#### Work to be completed
Could you return only the lines that run from the line with "variable (highest priority)" through the final line of the data, exactly as they stand?

··········

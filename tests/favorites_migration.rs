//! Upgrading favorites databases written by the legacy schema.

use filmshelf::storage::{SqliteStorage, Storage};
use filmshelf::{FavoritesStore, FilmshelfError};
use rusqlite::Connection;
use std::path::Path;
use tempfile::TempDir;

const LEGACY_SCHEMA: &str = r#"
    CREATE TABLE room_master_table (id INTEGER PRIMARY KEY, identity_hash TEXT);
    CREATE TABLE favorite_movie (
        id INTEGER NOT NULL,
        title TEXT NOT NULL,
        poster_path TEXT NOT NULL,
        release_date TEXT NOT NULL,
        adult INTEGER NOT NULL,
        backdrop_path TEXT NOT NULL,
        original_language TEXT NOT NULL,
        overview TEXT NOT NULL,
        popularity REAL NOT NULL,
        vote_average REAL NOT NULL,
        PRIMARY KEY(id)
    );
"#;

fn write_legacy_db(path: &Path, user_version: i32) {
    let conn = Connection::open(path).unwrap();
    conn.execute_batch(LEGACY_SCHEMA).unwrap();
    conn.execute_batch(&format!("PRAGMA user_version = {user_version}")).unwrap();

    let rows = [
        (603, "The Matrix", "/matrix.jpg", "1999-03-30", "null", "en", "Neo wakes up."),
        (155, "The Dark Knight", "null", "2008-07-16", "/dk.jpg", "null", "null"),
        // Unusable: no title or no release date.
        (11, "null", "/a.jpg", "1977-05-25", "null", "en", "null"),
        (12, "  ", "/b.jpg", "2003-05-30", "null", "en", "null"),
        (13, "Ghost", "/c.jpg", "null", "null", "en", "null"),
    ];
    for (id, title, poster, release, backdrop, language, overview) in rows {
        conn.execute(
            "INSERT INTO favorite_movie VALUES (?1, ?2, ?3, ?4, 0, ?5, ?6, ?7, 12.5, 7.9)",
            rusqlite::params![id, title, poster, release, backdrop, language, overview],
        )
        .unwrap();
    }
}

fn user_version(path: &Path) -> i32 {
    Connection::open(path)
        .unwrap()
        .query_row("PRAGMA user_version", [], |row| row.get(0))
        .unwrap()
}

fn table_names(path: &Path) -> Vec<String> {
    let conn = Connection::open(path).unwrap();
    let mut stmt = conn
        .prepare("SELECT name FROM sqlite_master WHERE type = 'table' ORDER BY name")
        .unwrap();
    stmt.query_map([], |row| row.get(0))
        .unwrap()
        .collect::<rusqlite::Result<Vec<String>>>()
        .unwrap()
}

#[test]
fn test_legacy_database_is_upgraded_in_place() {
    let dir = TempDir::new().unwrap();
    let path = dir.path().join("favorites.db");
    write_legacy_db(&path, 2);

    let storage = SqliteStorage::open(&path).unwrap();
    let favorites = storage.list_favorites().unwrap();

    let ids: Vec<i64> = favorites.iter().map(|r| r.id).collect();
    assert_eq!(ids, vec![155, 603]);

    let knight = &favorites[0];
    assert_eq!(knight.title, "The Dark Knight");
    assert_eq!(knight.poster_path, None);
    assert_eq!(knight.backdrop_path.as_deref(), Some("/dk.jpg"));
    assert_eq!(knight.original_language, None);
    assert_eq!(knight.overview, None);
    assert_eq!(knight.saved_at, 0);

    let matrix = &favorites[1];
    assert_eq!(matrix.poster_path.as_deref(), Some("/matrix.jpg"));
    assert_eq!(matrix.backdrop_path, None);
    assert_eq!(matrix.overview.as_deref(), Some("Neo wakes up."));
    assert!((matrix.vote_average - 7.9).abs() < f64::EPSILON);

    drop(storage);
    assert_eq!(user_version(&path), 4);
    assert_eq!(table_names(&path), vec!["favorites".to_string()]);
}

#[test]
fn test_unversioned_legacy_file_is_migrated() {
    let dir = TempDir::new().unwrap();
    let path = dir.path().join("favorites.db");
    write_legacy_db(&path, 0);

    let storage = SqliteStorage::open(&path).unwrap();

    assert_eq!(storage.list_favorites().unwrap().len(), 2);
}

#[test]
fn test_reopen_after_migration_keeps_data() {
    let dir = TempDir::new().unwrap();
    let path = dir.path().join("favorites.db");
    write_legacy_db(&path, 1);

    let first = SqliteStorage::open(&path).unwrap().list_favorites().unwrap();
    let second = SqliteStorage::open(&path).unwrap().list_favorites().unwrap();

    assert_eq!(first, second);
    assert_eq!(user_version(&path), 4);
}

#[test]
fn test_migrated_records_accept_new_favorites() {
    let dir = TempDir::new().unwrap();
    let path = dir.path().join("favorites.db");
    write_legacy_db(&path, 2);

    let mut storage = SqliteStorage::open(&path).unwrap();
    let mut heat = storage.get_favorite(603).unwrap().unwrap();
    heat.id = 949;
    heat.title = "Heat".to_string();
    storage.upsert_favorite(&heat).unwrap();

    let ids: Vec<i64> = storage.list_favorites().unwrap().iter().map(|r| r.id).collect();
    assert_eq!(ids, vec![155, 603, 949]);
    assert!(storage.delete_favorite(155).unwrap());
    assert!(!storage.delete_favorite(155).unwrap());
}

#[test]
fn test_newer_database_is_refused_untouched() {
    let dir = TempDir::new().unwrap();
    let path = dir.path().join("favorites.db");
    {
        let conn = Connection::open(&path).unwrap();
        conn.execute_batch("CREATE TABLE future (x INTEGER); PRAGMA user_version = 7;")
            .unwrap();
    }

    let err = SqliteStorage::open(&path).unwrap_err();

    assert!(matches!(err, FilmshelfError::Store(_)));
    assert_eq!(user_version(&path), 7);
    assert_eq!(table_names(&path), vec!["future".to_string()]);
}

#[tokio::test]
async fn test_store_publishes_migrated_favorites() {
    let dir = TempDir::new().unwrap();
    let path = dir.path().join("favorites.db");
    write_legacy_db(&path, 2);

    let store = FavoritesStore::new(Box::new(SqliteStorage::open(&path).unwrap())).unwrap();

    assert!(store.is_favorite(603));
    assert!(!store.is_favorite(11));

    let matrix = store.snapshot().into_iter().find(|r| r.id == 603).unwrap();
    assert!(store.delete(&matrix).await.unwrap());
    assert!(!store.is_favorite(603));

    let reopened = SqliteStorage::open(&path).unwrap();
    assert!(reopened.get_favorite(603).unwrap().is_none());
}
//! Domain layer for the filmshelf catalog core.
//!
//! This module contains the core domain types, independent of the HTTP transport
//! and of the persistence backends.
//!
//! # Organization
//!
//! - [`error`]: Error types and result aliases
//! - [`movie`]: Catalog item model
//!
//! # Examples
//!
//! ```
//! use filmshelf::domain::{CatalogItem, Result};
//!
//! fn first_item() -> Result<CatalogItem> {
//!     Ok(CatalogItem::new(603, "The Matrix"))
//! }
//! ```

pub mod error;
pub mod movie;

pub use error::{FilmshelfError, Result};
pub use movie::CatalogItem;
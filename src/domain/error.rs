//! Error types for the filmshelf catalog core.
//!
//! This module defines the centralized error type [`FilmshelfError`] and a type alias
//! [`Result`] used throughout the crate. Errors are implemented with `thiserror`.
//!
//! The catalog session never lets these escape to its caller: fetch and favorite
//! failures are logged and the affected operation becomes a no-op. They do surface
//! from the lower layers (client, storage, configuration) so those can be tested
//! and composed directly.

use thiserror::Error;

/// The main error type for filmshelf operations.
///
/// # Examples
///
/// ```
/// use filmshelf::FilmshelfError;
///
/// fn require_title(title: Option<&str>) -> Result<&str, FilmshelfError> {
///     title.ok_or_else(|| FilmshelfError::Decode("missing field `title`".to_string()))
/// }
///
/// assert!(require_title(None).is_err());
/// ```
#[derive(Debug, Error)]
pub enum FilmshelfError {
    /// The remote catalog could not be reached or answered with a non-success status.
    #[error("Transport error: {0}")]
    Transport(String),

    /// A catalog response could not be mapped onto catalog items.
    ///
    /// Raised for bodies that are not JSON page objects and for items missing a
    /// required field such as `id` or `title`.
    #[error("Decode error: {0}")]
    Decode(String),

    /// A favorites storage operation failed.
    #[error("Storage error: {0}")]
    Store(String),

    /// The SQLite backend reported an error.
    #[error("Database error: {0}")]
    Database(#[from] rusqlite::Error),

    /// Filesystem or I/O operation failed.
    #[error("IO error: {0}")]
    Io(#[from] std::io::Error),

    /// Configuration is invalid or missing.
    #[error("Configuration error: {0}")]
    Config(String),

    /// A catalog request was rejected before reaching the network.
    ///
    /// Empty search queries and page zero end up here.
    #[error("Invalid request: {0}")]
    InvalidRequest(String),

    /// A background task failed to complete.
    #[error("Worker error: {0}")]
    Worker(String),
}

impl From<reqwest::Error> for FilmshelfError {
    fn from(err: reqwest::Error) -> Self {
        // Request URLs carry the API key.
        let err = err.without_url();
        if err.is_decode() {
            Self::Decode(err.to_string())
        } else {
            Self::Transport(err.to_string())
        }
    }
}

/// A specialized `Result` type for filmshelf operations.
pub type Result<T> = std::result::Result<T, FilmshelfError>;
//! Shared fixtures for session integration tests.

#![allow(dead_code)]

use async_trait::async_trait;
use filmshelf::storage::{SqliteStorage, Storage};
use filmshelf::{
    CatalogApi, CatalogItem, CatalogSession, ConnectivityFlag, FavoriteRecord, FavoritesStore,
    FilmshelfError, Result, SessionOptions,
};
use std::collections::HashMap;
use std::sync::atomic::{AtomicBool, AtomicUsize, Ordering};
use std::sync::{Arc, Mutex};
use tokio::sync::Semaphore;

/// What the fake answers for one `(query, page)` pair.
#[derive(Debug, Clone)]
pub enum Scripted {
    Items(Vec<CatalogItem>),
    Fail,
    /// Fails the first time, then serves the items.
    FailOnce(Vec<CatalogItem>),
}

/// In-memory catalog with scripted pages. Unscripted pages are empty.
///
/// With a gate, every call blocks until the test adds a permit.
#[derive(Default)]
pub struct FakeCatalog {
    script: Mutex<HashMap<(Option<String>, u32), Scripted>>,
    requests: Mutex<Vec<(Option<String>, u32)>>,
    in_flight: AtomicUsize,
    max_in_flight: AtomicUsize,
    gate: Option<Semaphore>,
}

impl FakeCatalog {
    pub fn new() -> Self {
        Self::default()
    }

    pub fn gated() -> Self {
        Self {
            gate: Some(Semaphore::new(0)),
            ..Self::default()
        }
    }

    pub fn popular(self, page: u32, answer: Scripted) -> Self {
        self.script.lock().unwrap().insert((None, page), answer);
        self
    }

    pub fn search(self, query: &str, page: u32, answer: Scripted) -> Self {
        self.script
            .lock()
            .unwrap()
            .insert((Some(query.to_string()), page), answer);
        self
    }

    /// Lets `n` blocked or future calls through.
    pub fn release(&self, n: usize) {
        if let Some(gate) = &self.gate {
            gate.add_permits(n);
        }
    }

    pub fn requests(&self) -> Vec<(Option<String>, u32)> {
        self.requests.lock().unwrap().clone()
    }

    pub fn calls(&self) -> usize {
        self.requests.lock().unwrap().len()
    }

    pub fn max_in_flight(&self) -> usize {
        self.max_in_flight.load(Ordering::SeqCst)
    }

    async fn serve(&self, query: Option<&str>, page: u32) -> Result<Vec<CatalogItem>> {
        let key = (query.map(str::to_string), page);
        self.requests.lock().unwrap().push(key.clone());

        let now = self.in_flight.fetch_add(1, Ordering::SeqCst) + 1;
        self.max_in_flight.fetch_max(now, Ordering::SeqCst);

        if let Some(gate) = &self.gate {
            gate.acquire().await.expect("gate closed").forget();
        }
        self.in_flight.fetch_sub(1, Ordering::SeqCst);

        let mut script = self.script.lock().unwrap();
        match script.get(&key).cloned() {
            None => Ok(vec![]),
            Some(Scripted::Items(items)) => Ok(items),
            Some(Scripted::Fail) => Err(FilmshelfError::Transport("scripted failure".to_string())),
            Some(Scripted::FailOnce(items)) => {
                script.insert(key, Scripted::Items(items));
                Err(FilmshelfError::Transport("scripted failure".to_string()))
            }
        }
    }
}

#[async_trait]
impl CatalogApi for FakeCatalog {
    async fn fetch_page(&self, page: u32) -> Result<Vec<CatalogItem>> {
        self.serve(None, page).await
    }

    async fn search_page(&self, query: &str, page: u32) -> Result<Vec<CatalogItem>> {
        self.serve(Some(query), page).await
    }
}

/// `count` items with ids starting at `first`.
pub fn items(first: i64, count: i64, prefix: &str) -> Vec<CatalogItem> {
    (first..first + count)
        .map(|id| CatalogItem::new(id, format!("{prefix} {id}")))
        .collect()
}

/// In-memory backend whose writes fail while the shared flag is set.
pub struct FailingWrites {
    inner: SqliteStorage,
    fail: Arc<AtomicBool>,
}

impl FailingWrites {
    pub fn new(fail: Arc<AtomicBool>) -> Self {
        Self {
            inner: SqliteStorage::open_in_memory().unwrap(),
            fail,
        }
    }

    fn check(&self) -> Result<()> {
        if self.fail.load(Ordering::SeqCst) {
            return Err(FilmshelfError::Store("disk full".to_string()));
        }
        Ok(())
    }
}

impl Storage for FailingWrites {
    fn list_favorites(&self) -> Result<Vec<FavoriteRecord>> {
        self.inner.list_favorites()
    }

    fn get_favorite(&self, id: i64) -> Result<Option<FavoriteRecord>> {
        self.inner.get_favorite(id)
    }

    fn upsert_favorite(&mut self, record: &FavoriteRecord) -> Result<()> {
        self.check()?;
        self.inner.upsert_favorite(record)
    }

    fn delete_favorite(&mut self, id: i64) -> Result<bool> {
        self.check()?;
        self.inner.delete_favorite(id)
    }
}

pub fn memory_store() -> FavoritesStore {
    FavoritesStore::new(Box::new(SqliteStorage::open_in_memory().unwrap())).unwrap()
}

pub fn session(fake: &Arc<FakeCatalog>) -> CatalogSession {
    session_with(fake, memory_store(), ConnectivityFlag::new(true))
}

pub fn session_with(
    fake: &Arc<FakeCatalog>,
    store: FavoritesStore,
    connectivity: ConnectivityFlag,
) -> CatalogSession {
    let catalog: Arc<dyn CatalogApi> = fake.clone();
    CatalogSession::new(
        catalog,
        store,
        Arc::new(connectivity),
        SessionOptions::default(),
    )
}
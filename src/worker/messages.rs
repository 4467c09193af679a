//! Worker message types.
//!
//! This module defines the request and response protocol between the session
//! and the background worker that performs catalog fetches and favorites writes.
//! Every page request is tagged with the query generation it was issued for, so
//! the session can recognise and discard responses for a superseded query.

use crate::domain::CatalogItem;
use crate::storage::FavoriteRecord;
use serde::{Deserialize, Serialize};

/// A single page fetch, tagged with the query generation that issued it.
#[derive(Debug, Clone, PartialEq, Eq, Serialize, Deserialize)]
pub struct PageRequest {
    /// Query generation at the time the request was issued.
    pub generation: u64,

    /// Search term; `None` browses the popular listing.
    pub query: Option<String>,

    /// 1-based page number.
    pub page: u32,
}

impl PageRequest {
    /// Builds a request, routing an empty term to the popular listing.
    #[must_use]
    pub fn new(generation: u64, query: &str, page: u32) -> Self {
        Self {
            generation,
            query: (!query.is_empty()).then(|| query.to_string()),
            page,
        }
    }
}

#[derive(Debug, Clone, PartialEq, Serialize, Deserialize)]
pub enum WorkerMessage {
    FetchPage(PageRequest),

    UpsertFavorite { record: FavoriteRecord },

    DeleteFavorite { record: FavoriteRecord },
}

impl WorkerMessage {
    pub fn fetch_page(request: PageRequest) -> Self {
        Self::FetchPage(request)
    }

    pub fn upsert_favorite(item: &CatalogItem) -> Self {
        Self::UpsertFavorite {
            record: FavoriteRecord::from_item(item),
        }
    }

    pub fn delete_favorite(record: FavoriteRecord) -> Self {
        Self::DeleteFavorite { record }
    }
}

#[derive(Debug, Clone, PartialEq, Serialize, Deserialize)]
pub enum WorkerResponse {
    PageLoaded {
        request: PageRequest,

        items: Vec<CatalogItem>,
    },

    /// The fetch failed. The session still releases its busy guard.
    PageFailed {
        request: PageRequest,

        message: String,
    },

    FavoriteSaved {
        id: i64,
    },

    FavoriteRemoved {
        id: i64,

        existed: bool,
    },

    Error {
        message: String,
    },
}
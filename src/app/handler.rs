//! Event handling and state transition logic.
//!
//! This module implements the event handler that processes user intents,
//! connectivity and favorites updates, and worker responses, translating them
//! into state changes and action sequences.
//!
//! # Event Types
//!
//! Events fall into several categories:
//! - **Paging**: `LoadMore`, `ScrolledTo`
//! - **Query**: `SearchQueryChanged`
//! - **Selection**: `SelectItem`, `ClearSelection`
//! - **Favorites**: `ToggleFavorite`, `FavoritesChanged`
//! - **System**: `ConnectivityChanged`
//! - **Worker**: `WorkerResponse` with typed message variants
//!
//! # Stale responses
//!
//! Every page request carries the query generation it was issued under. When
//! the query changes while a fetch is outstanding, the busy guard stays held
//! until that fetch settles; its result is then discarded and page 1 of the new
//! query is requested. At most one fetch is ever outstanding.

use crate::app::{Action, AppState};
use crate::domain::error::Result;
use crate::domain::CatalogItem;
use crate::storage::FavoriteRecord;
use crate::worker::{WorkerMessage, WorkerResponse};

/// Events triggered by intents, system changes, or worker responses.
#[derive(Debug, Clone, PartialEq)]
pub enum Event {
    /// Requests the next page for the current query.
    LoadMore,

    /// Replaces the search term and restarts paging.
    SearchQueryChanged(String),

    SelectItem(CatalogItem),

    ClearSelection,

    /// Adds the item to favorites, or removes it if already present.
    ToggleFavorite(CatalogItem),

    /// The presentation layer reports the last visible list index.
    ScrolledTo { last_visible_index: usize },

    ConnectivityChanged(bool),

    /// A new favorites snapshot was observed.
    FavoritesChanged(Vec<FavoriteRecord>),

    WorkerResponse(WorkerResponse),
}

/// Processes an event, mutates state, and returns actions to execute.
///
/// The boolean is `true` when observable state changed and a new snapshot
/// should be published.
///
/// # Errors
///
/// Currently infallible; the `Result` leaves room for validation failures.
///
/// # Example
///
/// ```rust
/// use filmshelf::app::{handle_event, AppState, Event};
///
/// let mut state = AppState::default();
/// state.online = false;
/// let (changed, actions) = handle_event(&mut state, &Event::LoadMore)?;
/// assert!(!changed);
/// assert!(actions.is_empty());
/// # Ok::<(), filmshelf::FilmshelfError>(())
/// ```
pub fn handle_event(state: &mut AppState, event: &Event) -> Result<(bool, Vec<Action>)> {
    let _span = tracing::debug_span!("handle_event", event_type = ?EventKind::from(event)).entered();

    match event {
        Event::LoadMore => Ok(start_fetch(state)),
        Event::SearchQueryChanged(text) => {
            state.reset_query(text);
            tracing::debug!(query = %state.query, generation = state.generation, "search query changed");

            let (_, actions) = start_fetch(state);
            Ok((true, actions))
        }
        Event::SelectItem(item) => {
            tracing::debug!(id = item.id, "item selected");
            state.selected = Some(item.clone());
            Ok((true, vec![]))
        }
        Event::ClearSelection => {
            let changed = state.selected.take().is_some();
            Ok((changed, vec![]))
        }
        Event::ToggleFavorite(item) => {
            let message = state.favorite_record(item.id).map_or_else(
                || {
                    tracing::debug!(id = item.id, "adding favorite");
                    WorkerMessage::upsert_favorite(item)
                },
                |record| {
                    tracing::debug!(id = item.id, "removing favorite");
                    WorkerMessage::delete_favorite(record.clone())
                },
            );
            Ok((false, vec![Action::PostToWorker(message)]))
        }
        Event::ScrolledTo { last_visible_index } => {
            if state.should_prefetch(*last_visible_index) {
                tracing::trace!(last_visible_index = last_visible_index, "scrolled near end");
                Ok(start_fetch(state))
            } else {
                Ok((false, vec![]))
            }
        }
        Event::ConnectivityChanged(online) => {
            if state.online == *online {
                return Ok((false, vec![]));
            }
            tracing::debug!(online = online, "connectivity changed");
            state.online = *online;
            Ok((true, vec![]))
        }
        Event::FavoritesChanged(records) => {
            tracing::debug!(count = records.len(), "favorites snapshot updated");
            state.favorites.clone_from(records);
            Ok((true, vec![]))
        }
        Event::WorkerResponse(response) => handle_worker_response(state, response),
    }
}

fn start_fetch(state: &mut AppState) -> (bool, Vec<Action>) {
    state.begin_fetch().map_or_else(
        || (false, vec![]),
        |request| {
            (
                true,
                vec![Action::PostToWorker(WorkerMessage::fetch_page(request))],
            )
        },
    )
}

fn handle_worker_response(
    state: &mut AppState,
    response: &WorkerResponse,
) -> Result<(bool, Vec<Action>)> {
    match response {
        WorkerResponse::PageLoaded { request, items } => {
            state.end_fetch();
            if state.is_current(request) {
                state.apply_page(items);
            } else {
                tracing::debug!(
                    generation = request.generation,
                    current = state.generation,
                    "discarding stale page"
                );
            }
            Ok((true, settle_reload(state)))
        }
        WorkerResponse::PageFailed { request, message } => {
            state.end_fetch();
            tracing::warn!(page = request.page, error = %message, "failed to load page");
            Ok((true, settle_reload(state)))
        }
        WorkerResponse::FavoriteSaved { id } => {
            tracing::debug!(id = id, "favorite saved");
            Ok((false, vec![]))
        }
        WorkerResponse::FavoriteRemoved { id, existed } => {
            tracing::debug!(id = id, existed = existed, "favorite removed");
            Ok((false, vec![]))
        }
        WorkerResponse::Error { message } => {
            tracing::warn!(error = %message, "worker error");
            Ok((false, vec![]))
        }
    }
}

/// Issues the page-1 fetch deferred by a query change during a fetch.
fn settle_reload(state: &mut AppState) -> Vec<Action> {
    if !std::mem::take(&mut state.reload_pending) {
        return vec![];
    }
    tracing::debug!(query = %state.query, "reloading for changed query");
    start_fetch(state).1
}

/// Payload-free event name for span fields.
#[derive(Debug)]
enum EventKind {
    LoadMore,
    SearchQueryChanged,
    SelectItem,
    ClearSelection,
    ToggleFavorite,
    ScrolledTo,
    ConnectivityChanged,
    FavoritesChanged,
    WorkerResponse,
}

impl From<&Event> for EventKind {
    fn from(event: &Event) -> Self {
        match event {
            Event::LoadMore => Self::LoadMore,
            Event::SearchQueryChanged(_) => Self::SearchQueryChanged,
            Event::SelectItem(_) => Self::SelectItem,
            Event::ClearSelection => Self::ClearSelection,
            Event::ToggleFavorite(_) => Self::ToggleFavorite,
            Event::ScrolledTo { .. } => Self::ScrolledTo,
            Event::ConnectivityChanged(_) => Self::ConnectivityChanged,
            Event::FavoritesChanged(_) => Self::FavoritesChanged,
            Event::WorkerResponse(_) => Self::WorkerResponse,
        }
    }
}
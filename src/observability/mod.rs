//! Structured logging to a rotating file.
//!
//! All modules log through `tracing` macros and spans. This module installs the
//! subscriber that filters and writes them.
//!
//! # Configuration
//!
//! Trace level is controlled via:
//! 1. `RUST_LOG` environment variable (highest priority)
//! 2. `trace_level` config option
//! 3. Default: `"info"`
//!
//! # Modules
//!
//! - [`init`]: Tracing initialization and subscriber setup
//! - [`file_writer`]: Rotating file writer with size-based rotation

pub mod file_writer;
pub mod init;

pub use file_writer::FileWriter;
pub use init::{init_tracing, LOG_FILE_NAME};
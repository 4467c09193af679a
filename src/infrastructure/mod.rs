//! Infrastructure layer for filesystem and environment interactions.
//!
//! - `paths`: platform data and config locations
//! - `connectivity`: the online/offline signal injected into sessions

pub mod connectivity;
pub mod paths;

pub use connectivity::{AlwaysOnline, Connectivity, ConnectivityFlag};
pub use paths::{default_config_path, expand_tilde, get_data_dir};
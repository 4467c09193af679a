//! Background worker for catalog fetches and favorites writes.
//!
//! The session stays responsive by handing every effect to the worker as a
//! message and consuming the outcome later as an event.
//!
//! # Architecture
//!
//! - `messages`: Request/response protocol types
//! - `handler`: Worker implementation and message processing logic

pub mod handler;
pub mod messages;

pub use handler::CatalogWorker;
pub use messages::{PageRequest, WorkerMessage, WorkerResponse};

··········

#### Worked solution
//! 1. `RUST_LOG` environment variable (highest priority)
//! 2. `trace_level` config option
//! 3. Default: `"info"`
//!
//! # Modules
//!
//! - [`init`]: Tracing initialization and subscriber setup
//! - [`file_writer`]: Rotating file writer with size-based rotation

pub mod file_writer;
pub mod init;

pub use file_writer::FileWriter;
pub use init::{init_tracing, LOG_FILE_NAME};
repository 4467c09193af679a
filename src/infrastructure/mod.rs
//! Infrastructure layer for filesystem and environment interactions.
//!
//! - `paths`: platform data and config locations
//! - `connectivity`: the online/offline signal injected into sessions

pub mod connectivity;
pub mod paths;

pub use connectivity::{AlwaysOnline, Connectivity, ConnectivityFlag};
pub use paths::{default_config_path, expand_tilde, get_data_dir};
repository 4467c09193af679a
//! Background worker for catalog fetches and favorites writes.
//!
//! The session stays responsive by handing every effect to the worker as a
//! message and consuming the outcome later as an event.
//!
//! # Architecture
//!
//! - `messages`: Request/response protocol types
//! - `handler`: Worker implementation and message processing logic

pub mod handler;
pub mod messages;

pub use handler::CatalogWorker;
pub use messages::{PageRequest, WorkerMessage, WorkerResponse};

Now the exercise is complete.